* Description of the task
A single number is the whole answer: the count of lines in the records where "rules" occurs.

[Dataset entries]

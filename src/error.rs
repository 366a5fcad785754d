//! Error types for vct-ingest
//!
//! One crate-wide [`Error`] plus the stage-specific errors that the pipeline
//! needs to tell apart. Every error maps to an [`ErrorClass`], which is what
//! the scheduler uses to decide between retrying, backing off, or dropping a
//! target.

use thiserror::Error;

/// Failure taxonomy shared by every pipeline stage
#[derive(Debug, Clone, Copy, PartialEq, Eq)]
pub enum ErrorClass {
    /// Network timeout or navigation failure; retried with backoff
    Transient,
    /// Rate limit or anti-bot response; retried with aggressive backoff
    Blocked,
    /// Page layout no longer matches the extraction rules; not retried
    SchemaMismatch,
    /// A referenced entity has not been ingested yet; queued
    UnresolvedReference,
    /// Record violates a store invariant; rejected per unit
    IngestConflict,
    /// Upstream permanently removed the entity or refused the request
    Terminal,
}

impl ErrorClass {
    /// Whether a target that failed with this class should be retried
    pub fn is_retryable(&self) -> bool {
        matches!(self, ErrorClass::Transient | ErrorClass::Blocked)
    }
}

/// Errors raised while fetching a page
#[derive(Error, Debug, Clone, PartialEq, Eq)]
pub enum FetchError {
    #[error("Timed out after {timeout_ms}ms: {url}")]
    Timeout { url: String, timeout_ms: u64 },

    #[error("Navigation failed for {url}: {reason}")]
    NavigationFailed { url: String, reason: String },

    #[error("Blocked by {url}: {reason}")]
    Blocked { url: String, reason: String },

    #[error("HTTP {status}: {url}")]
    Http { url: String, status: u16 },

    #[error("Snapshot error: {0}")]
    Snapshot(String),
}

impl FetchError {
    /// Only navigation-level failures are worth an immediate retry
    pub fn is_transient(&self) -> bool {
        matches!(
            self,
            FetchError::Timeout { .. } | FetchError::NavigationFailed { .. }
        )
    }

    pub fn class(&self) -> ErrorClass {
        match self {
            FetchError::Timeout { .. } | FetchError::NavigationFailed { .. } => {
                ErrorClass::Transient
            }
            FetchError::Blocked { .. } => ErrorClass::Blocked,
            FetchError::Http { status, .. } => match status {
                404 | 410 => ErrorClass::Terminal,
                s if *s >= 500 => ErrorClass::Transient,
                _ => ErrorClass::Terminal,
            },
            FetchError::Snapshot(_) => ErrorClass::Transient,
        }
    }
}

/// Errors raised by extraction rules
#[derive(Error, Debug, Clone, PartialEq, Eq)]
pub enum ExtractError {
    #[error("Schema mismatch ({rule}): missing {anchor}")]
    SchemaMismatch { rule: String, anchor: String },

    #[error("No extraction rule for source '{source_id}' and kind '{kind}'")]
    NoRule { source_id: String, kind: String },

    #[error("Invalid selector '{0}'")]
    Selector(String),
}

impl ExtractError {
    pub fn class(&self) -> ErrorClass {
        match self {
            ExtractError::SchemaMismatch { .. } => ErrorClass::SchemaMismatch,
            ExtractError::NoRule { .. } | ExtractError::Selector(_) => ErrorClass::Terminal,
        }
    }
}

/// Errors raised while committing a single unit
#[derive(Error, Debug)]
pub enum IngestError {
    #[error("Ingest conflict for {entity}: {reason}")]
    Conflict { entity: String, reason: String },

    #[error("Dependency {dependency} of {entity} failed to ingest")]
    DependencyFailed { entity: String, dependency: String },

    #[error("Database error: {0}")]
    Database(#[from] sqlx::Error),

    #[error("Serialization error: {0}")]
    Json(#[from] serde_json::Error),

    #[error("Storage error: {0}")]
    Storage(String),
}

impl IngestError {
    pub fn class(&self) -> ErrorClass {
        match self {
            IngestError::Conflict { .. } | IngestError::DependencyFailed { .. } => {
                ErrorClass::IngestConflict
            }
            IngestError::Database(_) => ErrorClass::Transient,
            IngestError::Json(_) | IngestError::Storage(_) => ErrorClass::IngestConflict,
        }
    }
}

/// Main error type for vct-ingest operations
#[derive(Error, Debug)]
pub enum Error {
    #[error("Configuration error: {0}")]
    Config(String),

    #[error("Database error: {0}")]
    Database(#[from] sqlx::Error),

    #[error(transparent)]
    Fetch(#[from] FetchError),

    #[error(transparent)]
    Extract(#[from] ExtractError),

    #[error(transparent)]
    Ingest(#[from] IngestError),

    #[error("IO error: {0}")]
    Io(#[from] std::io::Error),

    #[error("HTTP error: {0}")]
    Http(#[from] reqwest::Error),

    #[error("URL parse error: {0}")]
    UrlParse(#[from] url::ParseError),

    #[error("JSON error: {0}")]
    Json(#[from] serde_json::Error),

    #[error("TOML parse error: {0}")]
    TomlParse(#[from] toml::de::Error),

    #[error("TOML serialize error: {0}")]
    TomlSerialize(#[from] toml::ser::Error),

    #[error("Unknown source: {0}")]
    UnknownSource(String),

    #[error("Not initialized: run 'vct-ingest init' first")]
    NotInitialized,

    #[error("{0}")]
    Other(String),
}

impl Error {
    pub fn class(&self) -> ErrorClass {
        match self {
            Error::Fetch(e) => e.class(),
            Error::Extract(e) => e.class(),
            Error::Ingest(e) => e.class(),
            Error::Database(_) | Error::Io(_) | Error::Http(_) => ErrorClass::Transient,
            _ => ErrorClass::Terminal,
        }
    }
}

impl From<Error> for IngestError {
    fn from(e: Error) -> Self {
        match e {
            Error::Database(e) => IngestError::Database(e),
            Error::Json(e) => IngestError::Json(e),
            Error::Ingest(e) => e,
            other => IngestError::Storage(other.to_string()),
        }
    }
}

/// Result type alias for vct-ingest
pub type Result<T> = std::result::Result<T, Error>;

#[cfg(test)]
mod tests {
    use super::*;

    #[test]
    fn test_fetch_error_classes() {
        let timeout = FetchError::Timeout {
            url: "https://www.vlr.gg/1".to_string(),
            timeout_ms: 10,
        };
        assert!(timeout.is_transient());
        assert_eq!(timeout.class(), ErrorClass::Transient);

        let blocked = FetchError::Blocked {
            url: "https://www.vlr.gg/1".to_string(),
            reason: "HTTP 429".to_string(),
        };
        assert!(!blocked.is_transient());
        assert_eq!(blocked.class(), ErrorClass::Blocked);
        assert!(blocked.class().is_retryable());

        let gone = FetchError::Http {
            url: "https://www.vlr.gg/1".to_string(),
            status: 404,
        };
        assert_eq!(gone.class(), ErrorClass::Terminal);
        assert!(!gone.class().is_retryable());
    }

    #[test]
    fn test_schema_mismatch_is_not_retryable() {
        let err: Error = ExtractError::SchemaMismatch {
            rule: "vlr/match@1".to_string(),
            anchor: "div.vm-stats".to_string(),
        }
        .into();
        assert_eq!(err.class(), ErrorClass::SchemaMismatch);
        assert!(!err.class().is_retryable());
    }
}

* Completed task
2